** Opening Data for processing block **

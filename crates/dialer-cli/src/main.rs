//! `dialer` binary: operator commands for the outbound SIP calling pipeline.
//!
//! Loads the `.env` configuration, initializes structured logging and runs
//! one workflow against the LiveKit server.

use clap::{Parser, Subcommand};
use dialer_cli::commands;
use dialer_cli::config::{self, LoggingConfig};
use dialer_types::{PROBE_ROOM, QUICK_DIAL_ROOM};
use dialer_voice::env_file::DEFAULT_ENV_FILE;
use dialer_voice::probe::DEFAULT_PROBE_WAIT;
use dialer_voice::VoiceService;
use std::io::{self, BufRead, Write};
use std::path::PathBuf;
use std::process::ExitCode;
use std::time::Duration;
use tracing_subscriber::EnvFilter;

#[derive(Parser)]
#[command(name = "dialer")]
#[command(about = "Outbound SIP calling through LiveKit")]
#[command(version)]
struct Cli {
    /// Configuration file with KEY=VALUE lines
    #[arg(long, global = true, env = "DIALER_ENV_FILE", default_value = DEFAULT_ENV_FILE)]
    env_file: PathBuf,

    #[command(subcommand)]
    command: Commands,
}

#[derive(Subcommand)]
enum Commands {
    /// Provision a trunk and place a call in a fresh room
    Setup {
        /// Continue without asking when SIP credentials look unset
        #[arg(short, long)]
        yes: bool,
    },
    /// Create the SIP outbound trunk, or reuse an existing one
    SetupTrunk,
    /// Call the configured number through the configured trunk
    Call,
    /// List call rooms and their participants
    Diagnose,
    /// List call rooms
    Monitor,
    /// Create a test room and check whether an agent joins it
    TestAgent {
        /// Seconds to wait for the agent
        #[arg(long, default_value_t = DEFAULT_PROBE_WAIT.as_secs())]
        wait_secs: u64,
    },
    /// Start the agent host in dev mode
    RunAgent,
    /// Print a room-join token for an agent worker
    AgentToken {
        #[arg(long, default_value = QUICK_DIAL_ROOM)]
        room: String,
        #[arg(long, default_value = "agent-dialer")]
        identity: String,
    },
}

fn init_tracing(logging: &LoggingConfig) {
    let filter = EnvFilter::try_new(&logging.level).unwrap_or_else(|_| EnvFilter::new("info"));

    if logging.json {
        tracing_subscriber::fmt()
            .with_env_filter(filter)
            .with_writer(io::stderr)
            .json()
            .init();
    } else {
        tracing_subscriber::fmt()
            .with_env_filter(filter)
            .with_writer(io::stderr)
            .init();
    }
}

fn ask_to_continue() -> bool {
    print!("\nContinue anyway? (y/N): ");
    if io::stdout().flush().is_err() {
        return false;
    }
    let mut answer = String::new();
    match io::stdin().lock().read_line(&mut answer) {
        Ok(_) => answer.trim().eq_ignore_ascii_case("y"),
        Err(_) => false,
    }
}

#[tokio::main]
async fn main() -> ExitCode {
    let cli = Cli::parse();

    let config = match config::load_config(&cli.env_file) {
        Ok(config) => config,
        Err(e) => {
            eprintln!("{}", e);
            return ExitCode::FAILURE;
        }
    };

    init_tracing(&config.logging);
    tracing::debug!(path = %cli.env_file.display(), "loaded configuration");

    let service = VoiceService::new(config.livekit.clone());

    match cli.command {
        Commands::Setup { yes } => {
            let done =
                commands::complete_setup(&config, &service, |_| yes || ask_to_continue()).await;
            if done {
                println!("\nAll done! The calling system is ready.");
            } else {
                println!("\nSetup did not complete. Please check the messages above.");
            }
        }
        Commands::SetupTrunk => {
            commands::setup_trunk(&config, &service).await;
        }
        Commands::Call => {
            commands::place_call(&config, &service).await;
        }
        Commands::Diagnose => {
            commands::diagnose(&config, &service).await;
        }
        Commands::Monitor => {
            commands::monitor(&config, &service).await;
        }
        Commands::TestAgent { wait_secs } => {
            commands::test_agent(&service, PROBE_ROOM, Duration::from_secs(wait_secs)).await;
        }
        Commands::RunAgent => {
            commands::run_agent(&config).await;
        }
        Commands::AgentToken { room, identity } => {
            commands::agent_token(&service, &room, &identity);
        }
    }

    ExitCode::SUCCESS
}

** Closing Data for processing block **
** Opening Data for processing block **

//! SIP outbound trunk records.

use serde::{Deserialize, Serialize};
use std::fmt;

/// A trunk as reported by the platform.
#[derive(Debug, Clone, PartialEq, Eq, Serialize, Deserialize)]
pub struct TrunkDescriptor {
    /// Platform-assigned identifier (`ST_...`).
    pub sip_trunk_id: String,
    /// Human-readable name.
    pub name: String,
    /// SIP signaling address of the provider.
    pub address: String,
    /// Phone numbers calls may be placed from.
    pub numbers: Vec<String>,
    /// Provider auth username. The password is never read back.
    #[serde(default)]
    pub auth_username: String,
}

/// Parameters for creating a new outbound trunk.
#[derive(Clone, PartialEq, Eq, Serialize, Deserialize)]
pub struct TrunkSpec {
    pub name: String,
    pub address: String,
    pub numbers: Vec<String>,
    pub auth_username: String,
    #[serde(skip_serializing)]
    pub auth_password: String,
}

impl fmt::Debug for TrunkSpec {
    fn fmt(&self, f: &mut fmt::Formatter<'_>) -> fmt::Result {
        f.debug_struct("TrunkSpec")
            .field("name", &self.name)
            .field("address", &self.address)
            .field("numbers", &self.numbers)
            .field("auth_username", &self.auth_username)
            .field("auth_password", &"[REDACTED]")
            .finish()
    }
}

** Closing Data for processing block **
** Opening Data for processing block **

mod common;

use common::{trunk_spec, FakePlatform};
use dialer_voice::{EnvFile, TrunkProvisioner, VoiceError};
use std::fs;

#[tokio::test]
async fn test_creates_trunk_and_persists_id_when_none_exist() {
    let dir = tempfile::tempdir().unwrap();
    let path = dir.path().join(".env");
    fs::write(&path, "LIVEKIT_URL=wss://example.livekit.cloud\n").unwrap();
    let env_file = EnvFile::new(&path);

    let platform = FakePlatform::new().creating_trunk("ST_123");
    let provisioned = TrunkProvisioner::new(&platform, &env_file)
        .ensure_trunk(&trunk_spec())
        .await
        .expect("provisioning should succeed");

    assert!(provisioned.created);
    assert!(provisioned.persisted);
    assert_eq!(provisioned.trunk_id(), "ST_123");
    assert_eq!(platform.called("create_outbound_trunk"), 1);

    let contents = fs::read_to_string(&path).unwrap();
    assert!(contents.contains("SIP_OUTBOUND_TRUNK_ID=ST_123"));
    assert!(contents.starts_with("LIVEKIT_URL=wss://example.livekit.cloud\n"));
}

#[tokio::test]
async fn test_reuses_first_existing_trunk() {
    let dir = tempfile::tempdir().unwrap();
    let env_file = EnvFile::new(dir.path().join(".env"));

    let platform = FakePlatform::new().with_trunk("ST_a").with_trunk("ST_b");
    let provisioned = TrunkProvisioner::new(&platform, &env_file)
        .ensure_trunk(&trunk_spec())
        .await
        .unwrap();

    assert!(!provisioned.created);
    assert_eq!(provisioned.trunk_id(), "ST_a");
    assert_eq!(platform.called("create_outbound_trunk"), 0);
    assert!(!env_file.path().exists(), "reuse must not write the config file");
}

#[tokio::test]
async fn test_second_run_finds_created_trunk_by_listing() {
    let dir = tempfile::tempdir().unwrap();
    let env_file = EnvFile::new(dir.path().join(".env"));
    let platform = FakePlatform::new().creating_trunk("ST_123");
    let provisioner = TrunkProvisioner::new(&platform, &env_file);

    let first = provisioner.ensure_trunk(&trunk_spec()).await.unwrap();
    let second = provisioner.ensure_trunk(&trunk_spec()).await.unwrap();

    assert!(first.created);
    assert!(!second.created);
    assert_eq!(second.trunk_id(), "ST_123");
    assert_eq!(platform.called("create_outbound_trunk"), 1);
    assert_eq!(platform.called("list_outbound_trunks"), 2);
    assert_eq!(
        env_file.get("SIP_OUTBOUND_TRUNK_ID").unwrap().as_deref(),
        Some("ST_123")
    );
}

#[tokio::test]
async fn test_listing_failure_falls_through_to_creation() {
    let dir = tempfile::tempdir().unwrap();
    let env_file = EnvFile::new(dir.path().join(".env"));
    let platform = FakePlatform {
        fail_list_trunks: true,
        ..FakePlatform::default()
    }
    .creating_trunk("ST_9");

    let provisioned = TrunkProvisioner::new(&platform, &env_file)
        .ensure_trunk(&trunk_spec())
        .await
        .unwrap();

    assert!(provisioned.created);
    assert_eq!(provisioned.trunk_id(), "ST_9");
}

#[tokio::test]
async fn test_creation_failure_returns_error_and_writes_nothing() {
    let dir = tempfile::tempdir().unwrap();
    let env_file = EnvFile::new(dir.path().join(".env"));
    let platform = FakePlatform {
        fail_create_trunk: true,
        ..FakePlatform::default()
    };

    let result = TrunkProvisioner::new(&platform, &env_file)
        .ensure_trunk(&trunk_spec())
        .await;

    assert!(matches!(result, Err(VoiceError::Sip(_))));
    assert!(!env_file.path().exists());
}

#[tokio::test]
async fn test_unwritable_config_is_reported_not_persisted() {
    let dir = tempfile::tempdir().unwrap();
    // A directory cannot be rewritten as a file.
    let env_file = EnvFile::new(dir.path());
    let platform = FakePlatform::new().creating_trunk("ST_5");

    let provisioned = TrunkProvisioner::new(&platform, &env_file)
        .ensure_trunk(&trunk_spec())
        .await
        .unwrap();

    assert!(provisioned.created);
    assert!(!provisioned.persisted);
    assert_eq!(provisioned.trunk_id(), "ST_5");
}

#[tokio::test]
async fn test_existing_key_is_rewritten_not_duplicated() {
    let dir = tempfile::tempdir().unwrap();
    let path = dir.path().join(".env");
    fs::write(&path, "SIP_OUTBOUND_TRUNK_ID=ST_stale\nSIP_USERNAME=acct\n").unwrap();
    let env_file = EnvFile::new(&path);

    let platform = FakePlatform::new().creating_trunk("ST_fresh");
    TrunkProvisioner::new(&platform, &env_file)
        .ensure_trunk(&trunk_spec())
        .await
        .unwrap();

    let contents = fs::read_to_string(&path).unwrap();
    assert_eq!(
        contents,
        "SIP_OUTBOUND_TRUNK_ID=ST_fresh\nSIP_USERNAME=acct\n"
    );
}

** Closing Data for processing block **

What the task asks: Output should match, line for line, the stretch of the material above from the line holding "filename crates/dialer-cli/src/main.rs" through the line holding "use dialer_voice::env_file::DEFAULT_ENV_FILE;".

Output for this exercise:
filename crates/dialer-cli/src/main.rs
//! `dialer` binary: operator commands for the outbound SIP calling pipeline.
//!
//! Loads the `.env` configuration, initializes structured logging and runs
//! one workflow against the LiveKit server.

use clap::{Parser, Subcommand};
use dialer_cli::commands;
use dialer_cli::config::{self, LoggingConfig};
use dialer_types::{PROBE_ROOM, QUICK_DIAL_ROOM};
use dialer_voice::env_file::DEFAULT_ENV_FILE;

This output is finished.